Posted under General

CodeKyuubi said:

Not entirely sure what the numbers mean. Does a harmonic mean for score percentile with a result, of say, 92, mean that the average post of x tag by y user places in the 92nd percentile of score?

Yes, to be precise, it places in the 92nd percentile of score compared to other posts with x tag(s)

Harmonic mean is just a different kind of "average" than the arithmetic mean, which is what is usually intended when when we say "average" (colloquially speaking). However, harmonic mean is more appropriate because we are "averaging" percentages, which are rates.

Harmonic mean has the benefit of rewarding consistency. Compare the following simplified examples:

95%, 60%
Arithmetic mean: 77.5%
Harmonic mean: 73.548%

80%, 75%
Arithmetic mean: 77.5%
Harmonic mean: 77.419%

If you use the arithmetic mean, the two examples are indistinguishable. Using the harmonic mean, the more consistent performer does better.

Type-kun said:
score_histogram.csv

Quickly plotted a few score histograms, they generally exhibit zipf's law behavior (albeit in both positive and negative directions)
...I'm not really surprised to see this, considering it's essentially a kind of rank data.

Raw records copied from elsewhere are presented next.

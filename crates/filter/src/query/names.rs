//! Parameter and join alias generation.

/// Generates names that are unique within one query-building session.
pub trait QueryNameGenerator {
    /// A fresh parameter name derived from `hint` (usually the field name).
    fn generate_parameter_name(&mut self, hint: &str) -> String;

    /// A fresh alias for joining `association`.
    fn generate_join_alias(&mut self, association: &str) -> String;
}

/// Counter-based generator: `createdAt_p1`, `relatedDummy_a1`, ...
///
/// Use one generator per query; names are only unique per instance.
#[derive(Debug, Default, Clone)]
pub struct DefaultQueryNameGenerator {
    parameters: u32,
    joins: u32,
}

impl DefaultQueryNameGenerator {
    pub fn new() -> Self {
        Self::default()
    }
}

impl QueryNameGenerator for DefaultQueryNameGenerator {
    fn generate_parameter_name(&mut self, hint: &str) -> String {
        self.parameters += 1;
        format!("{}_p{}", hint.replace('.', "_"), self.parameters)
    }

    fn generate_join_alias(&mut self, association: &str) -> String {
        self.joins += 1;
        format!("{}_a{}", association.replace('.', "_"), self.joins)
    }
}

#[cfg(test)]
mod tests {
    use super::*;

    #[test]
    fn parameter_names_are_unique_and_sanitized() {
        let mut names = DefaultQueryNameGenerator::new();
        assert_eq!(names.generate_parameter_name("age"), "age_p1");
        assert_eq!(names.generate_parameter_name("age"), "age_p2");
        assert_eq!(names.generate_parameter_name("owner.age"), "owner_age_p3");
    }

    #[test]
    fn join_counter_is_separate_from_parameter_counter() {
        let mut names = DefaultQueryNameGenerator::new();
        names.generate_parameter_name("age");
        assert_eq!(names.generate_join_alias("relatedDummy"), "relatedDummy_a1");
        assert_eq!(names.generate_join_alias("owner"), "owner_a2");
    }
}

Basically, post score is the result of three processes -- each user considers:

  • do I like the post enough to fave it?
  • do I like the post enough to vote it up?
  • do I dislike the post enough to vote it down?

Type-kun said:
It's harmonic and arithmetic means for favcount and score percentiles, as well as post count, per peer group per approver, for posts between Jan 1, 2015 and Jul 7, 2015. Basically, it's that approver performance report we discussed in topic #11837, for last half-a-year.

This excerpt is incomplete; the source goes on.